After piecing together the parts of the robot, we focused on creating the stationary thrower. To be able to start this we needed to look at a regular snow blower to be able to better understand the process. We found that the part that throws the snow includes something called an impeller. This is a piece behind the auger that spins very fast to throw the snow up and out of a spout/tube. We decided to separate out the impeller and replace the auger with a slope that the snow would slide down into the impeller. Since we clearly could not use legos for this part of the project we decided to use an electric motor and a large round PVC pipe to mount it on. To mount the motor we needed it to not be angled, so we sanded the place in which we would mount the motor flat. For the part that spins and throws the snow up the tube, we decided to design a 3d printed model on Tinkercad and print it. This way we could get exact measurements so that the arms of it would not hit the side of the PVC. For the motor to be able to spin this piece, we needed to have a motor shaft extender. When this piece arrived, our 3d model had to fit tight on it to keep it secure. As this impeller was spinning, it needed a place to release its materials; for this, we cut a part of the PVC out for the fake snow to escape. From the hole, we connected a long tube of water bottles to project the snow out of the device.

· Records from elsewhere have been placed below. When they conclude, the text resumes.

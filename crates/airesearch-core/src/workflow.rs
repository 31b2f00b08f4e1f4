use std::sync::Arc;
use std::time::Instant;

use graph_flow::{
    ExecutionStatus, FlowRunner, Graph, GraphBuilder, InMemorySessionStorage, Session,
    SessionStorage, Task,
};
use tracing::{info, instrument, warn};
use uuid::Uuid;

use crate::error::ResearchError;
use crate::metrics::record_run_metrics;
use crate::model::{Finding, Report, RunOutcome, SourceSnippet, Topic};
use crate::stages::{AnalyzeStage, ReportStage, SearchStage};
use crate::tasks::{
    AnalyzeTask, KEY_ERROR, KEY_FINDINGS, KEY_REPORT, KEY_SNIPPETS, KEY_TOPIC, KEY_TRACE,
    ReportTask, SearchTask,
};
use crate::text::extract_keywords;
use crate::trace::TraceEvent;

const DEFAULT_MAX_KEYWORDS: usize = 10;

/// Settings fixed when the orchestrator is built.
#[derive(Debug, Clone, Copy, PartialEq, Eq)]
pub struct PipelineSettings {
    pub max_results: usize,
    pub max_keywords: usize,
}

impl Default for PipelineSettings {
    fn default() -> Self {
        Self {
            max_results: 5,
            max_keywords: DEFAULT_MAX_KEYWORDS,
        }
    }
}

/// Per-run options.
pub struct RunOptions {
    pub topic: Topic,
    pub run_id: Option<String>,
}

impl RunOptions {
    pub fn new(topic: Topic) -> Self {
        Self {
            topic,
            run_id: None,
        }
    }

    pub fn with_run_id(mut self, run_id: impl Into<String>) -> Self {
        self.run_id = Some(run_id.into());
        self
    }
}

/// Drives Search -> Analyze -> Report for one topic at a time.
///
/// The graph is built once and shared; every run gets its own session storage,
/// so concurrent runs never observe each other's context.
#[derive(Clone)]
pub struct Orchestrator {
    graph: Arc<Graph>,
    start_task: String,
    settings: PipelineSettings,
}

impl Orchestrator {
    pub fn new(
        search: Arc<dyn SearchStage>,
        analyzer: Arc<dyn AnalyzeStage>,
        reporter: Arc<dyn ReportStage>,
        settings: PipelineSettings,
    ) -> Self {
        let search_task = Arc::new(SearchTask::new(search, settings.max_results));
        let analyze_task = Arc::new(AnalyzeTask::new(analyzer));
        let report_task = Arc::new(ReportTask::new(reporter));
        let start_task = search_task.id().to_string();

        let graph = GraphBuilder::new("airesearch_pipeline")
            .add_task(search_task.clone())
            .add_task(analyze_task.clone())
            .add_task(report_task.clone())
            .add_edge(search_task.id(), analyze_task.id())
            .add_edge(analyze_task.id(), report_task.id())
            .set_start_task(search_task.id())
            .build();

        Self {
            graph: Arc::new(graph),
            start_task,
            settings,
        }
    }

    pub fn settings(&self) -> PipelineSettings {
        self.settings
    }

    /// Run the pipeline and return only the report.
    pub async fn run(&self, topic: &Topic) -> Result<Report, ResearchError> {
        self.run_with_options(RunOptions::new(topic.clone()))
            .await
            .map(|outcome| outcome.report)
    }

    /// Run the pipeline and return every intermediate artifact.
    ///
    /// The first stage failure is returned unchanged; no partial report escapes.
    #[instrument(name = "pipeline.run", skip(self, options), fields(topic = %options.topic))]
    pub async fn run_with_options(&self, options: RunOptions) -> Result<RunOutcome, ResearchError> {
        let started = Instant::now();
        let run_id = options
            .run_id
            .unwrap_or_else(|| Uuid::new_v4().to_string());

        let result = self.execute(&run_id, options.topic, started).await;
        match &result {
            Ok(outcome) => {
                record_run_metrics("ok");
                info!(
                    %run_id,
                    sections = outcome.report.sections.len(),
                    duration_ms = outcome.duration_ms,
                    "pipeline run completed"
                );
            }
            Err(err) => {
                record_run_metrics(err.kind());
                warn!(%run_id, kind = err.kind(), %err, "pipeline run failed");
            }
        }
        result
    }

    async fn execute(
        &self,
        run_id: &str,
        topic: Topic,
        started: Instant,
    ) -> Result<RunOutcome, ResearchError> {
        let storage = Arc::new(InMemorySessionStorage::new());
        let runner = FlowRunner::new(self.graph.clone(), storage.clone());

        let session = Session::new_from_task(run_id.to_string(), &self.start_task);
        session.context.set(KEY_TOPIC, &topic).await;
        storage
            .save(session)
            .await
            .map_err(|err| orchestration("failed to persist session", err))?;

        loop {
            let result = runner
                .run(run_id)
                .await
                .map_err(|err| orchestration("graph execution failure", err))?;

            match result.status {
                ExecutionStatus::Completed => break,
                ExecutionStatus::Error(message) => {
                    return Err(ResearchError::Orchestration(message));
                }
                _ => continue,
            }
        }

        let session = storage
            .get(run_id)
            .await
            .map_err(|err| orchestration("failed to reload session", err))?
            .ok_or_else(|| {
                ResearchError::Orchestration("session missing after execution".to_string())
            })?;
        let context = session.context;

        if let Some(error) = context.get::<ResearchError>(KEY_ERROR).await {
            return Err(error);
        }

        let report: Report = context.get(KEY_REPORT).await.ok_or_else(|| {
            ResearchError::Orchestration("pipeline finished without a report".to_string())
        })?;
        let snippets: Vec<SourceSnippet> = context.get(KEY_SNIPPETS).await.unwrap_or_default();
        let findings: Vec<Finding> = context.get(KEY_FINDINGS).await.unwrap_or_default();
        let trace: Vec<TraceEvent> = context.get(KEY_TRACE).await.unwrap_or_default();

        let corpus = snippets
            .iter()
            .map(|snippet| snippet.excerpt.as_str())
            .collect::<Vec<_>>()
            .join(" ");
        let keywords = extract_keywords(&corpus, self.settings.max_keywords);

        Ok(RunOutcome {
            run_id: run_id.to_string(),
            topic,
            snippets,
            findings,
            keywords,
            report,
            trace,
            duration_ms: started.elapsed().as_millis() as u64,
        })
    }
}

fn orchestration(context: &str, err: impl std::fmt::Display) -> ResearchError {
    ResearchError::Orchestration(format!("{context}: {err}"))
}
use std::fmt::Write as _;
use std::fs::{File, create_dir_all};
use std::io::Write;
use std::path::{Path, PathBuf};
use std::time::{SystemTime, UNIX_EPOCH};

use anyhow::{Context, Result};
use serde::{Deserialize, Serialize};

use crate::model::AgentRole;

#[derive(Debug, Clone, Serialize, Deserialize)]
pub struct TraceEvent {
    pub stage: AgentRole,
    pub message: String,
    pub timestamp_ms: u128,
}

impl TraceEvent {
    pub fn new(stage: AgentRole, message: impl Into<String>) -> Self {
        let timestamp_ms = SystemTime::now()
            .duration_since(UNIX_EPOCH)
            .unwrap_or_default()
            .as_millis();
        Self {
            stage,
            message: message.into(),
            timestamp_ms,
        }
    }
}

#[derive(Debug, Clone, Default, Serialize, Deserialize)]
pub struct TraceCollector {
    events: Vec<TraceEvent>,
}

impl TraceCollector {
    pub fn new() -> Self {
        Self { events: Vec::new() }
    }

    pub fn from_events(events: Vec<TraceEvent>) -> Self {
        Self { events }
    }

    pub fn record(&mut self, stage: AgentRole, message: impl Into<String>) {
        self.events.push(TraceEvent::new(stage, message));
    }

    pub fn events(&self) -> &[TraceEvent] {
        &self.events
    }

    pub fn into_events(self) -> Vec<TraceEvent> {
        self.events
    }

    pub fn summary(&self) -> TraceSummary {
        TraceSummary::from_events(&self.events)
    }
}

#[derive(Debug, Clone, Serialize, Deserialize)]
pub struct TraceStep {
    pub index: usize,
    pub stage: AgentRole,
    pub message: String,
}

#[derive(Debug, Clone, Default, Serialize, Deserialize)]
pub struct TraceSummary {
    pub steps: Vec<TraceStep>,
}

impl TraceSummary {
    pub fn from_events(events: &[TraceEvent]) -> Self {
        let steps = events
            .iter()
            .enumerate()
            .map(|(idx, event)| TraceStep {
                index: idx + 1,
                stage: event.stage,
                message: event.message.clone(),
            })
            .collect();
        Self { steps }
    }

    pub fn render_markdown(&self) -> String {
        if self.steps.is_empty() {
            return "No trace events recorded.".to_string();
        }
        let mut output = String::from("### Run Trace\n");
        for step in &self.steps {
            let _ = writeln!(output, "{}. {} -> {}", step.index, step.stage, step.message);
        }
        output
    }

    pub fn render_mermaid(&self) -> String {
        if self.steps.is_empty() {
            return "flowchart LR\n  %% no trace events captured\n".to_string();
        }

        let mut output = String::from("flowchart LR\n");
        for step in &self.steps {
            let label = sanitize_mermaid(&format!("{}: {}", step.stage, step.message));
            let _ = writeln!(output, "  step{}[\"{label}\"]", step.index);
        }
        for pair in self.steps.windows(2) {
            let _ = writeln!(output, "  step{} --> step{}", pair[0].index, pair[1].index);
        }
        output
    }
}

fn sanitize_mermaid(text: &str) -> String {
    text.replace('\\', "\\\\")
        .replace('"', "\\\"")
        .replace('[', "(")
        .replace(']', ")")
        .replace('\n', "<br/>")
}

/// Write a run's trace events as pretty JSON to `<dir>/<run_id>.json`.
pub fn persist_trace<P: AsRef<Path>>(
    dir: P,
    run_id: &str,
    events: &[TraceEvent],
) -> Result<PathBuf> {
    let dir = dir.as_ref();
    create_dir_all(dir)
        .with_context(|| format!("failed to create trace directory {}", dir.display()))?;
    let path = dir.join(format!("{run_id}.json"));
    let payload = serde_json::to_vec_pretty(events)?;
    let mut file = File::create(&path)
        .with_context(|| format!("failed to create trace file {}", path.display()))?;
    file.write_all(&payload)
        .with_context(|| format!("failed to write trace file {}", path.display()))?;
    Ok(path)
}
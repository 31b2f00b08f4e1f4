//! Entities exchanged between the Search, Analyzer and Report stages.
//!
//! Every value here is created fresh for a single pipeline run and never
//! shared with another run.

use std::collections::BTreeSet;
use std::fmt;

use serde::{Deserialize, Serialize};

use crate::error::ResearchError;
use crate::trace::TraceEvent;

/// Research subject driving one pipeline run.
#[derive(Debug, Clone, PartialEq, Eq, Serialize, Deserialize)]
#[serde(try_from = "String", into = "String")]
pub struct Topic(String);

impl Topic {
    /// Build a topic, rejecting blank input.
    pub fn new(raw: impl Into<String>) -> Result<Self, ResearchError> {
        let raw = raw.into();
        let trimmed = raw.trim();
        if trimmed.is_empty() {
            return Err(ResearchError::InvalidInput(
                "topic must not be empty".to_string(),
            ));
        }
        Ok(Self(trimmed.to_string()))
    }

    pub fn as_str(&self) -> &str {
        &self.0
    }
}

impl TryFrom<String> for Topic {
    type Error = ResearchError;

    fn try_from(raw: String) -> Result<Self, Self::Error> {
        Self::new(raw)
    }
}

impl From<Topic> for String {
    fn from(topic: Topic) -> Self {
        topic.0
    }
}

impl fmt::Display for Topic {
    fn fmt(&self, f: &mut fmt::Formatter<'_>) -> fmt::Result {
        f.write_str(&self.0)
    }
}

/// A single raw search result.
#[derive(Debug, Clone, PartialEq, Eq, Serialize, Deserialize)]
pub struct SourceSnippet {
    pub title: String,
    pub url: String,
    pub excerpt: String,
}

impl SourceSnippet {
    pub fn new(
        title: impl Into<String>,
        url: impl Into<String>,
        excerpt: impl Into<String>,
    ) -> Self {
        Self {
            title: title.into(),
            url: url.into(),
            excerpt: excerpt.into(),
        }
    }
}

/// A claim extracted from the snippets, with provenance.
#[derive(Debug, Clone, PartialEq, Eq, Serialize, Deserialize)]
pub struct Finding {
    pub claim: String,
    /// Positions in the run's snippet sequence supporting the claim.
    pub source_indices: BTreeSet<usize>,
}

impl Finding {
    pub fn new(claim: impl Into<String>, source_indices: impl IntoIterator<Item = usize>) -> Self {
        Self {
            claim: claim.into(),
            source_indices: source_indices.into_iter().collect(),
        }
    }
}

#[derive(Debug, Clone, PartialEq, Eq, Serialize, Deserialize)]
pub struct ReportSection {
    pub heading: String,
    pub body: String,
    pub cited_source_indices: Vec<usize>,
}

impl ReportSection {
    pub fn new(
        heading: impl Into<String>,
        body: impl Into<String>,
        cited_source_indices: Vec<usize>,
    ) -> Self {
        Self {
            heading: heading.into(),
            body: body.into(),
            cited_source_indices,
        }
    }
}

/// Terminal artifact of a run.
#[derive(Debug, Clone, PartialEq, Eq, Serialize, Deserialize)]
pub struct Report {
    pub title: String,
    pub sections: Vec<ReportSection>,
}

impl Report {
    /// All snippet indices cited anywhere in the report, ascending.
    pub fn cited_indices(&self) -> BTreeSet<usize> {
        self.sections
            .iter()
            .flat_map(|section| section.cited_source_indices.iter().copied())
            .collect()
    }
}

/// Agent role assignment for a pipeline stage.
#[derive(Debug, Clone, Copy, PartialEq, Eq, Hash, Serialize, Deserialize)]
#[serde(rename_all = "snake_case")]
pub enum AgentRole {
    /// Turns a topic into source snippets
    Search,
    /// Reduces snippets into findings
    Analyzer,
    /// Renders findings into a report
    Report,
}

impl AgentRole {
    pub fn as_str(&self) -> &'static str {
        match self {
            AgentRole::Search => "search",
            AgentRole::Analyzer => "analyzer",
            AgentRole::Report => "report",
        }
    }
}

impl fmt::Display for AgentRole {
    fn fmt(&self, f: &mut fmt::Formatter<'_>) -> fmt::Result {
        f.write_str(self.as_str())
    }
}

/// Everything a run produced, for callers that render sources or persist artifacts.
#[derive(Debug, Clone, Serialize)]
pub struct RunOutcome {
    pub run_id: String,
    pub topic: Topic,
    pub snippets: Vec<SourceSnippet>,
    pub findings: Vec<Finding>,
    pub keywords: Vec<String>,
    pub report: Report,
    pub trace: Vec<TraceEvent>,
    pub duration_ms: u64,
}

/// Check that every finding points at an existing snippet.
pub fn validate_findings(findings: &[Finding], snippet_count: usize) -> Result<(), ResearchError> {
    for (idx, finding) in findings.iter().enumerate() {
        if let Some(bad) = finding
            .source_indices
            .iter()
            .find(|source| **source >= snippet_count)
        {
            return Err(ResearchError::AnalysisFailed(format!(
                "finding {idx} cites source {bad} but only {snippet_count} snippets exist"
            )));
        }
    }
    Ok(())
}

/// Check that a report has sections and cites only indices backed by a finding.
pub fn validate_report(report: &Report, findings: &[Finding]) -> Result<(), ResearchError> {
    if report.sections.is_empty() {
        return Err(ResearchError::GenerationFailed(
            "report contains no sections".to_string(),
        ));
    }

    let supported: BTreeSet<usize> = findings
        .iter()
        .flat_map(|finding| finding.source_indices.iter().copied())
        .collect();

    for section in &report.sections {
        if let Some(bad) = section
            .cited_source_indices
            .iter()
            .find(|idx| !supported.contains(idx))
        {
            return Err(ResearchError::GenerationFailed(format!(
                "section \"{}\" cites source {bad} which no finding references",
                section.heading
            )));
        }
    }
    Ok(())
}
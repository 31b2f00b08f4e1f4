use std::fmt::Write as _;

use crate::model::{Report, SourceSnippet};

/// Render a report as Markdown with 1-based citation markers and a source list.
pub fn render_markdown(report: &Report, snippets: &[SourceSnippet]) -> String {
    let mut output = format!("# {}\n", report.title.trim());

    for section in &report.sections {
        let _ = write!(output, "\n## {}\n\n{}\n", section.heading.trim(), section.body.trim());
        if !section.cited_source_indices.is_empty() {
            let markers = section
                .cited_source_indices
                .iter()
                .map(|idx| format!("[{}]", idx + 1))
                .collect::<Vec<_>>()
                .join(", ");
            let _ = write!(output, "\n_Sources: {markers}_\n");
        }
    }

    output.push_str(&format_sources(snippets));
    output
}

/// Numbered Markdown link list of every snippet in run order.
pub fn format_sources(snippets: &[SourceSnippet]) -> String {
    if snippets.is_empty() {
        return "\n## Sources\n\nNo sources available.\n".to_string();
    }

    let mut output = String::from("\n## Sources\n\n");
    for (idx, snippet) in snippets.iter().enumerate() {
        let title = if snippet.title.trim().is_empty() {
            "Untitled source"
        } else {
            snippet.title.trim()
        };
        let _ = writeln!(output, "{}. [{}]({})", idx + 1, title, snippet.url);
    }
    output
}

Throughout the process, we had many problems with the impellers. The first impeller, which took 16  hours to print, was unfortunately dropped shortly after it was removed from the machine. The second impeller worked well, but the motor was not fastened tightly enough, and so catastrophe struck. The motor started to move off center, causing a wobble, which caused the impeller blades to collide with the PVC coupling which then destroyed the impeller instantly. From this experience, we learned that the motor needed to be well mounted to prevent any movement. This caused us to reprint the impeller yet again (as well a spare impeller) the night before the Innovation Expo.  We then ensured that the impeller was correctly installed before the Expo.

As it was the summer, there was no snow available to us.  We improvised by buying some fake snow on Amazon called Snow Wonder which provided the effect of real snow for the Expo.  Snow Wonder is a non-toxic superabsorbent polymer that creates a snow like substance when mixed with water. After feeling it for the first time, we decided that it was so like real snow that you barely tell the difference between real and fake snow.        

After our project was finished (or so we thought) and ready to test we realized that the thrower’s slope was not steep enough for the snow to slide down. Since we found this out the day before the Expo we ended up pushing the snow down with our hands. In the future, we will make the slope steeper. We also ran into a different problem. This was that the lego mechanics that should've lifted the snow did not lift high enough for the snow to reach the top of the thrower’s slope. In the future, it will be stronger and will be able to lift higher. Once we expand upon all of our ideas we will make our project into a more finished product that hopefully, people will want to use. Who knows, we might even change the whole project since innovation is a crooked path.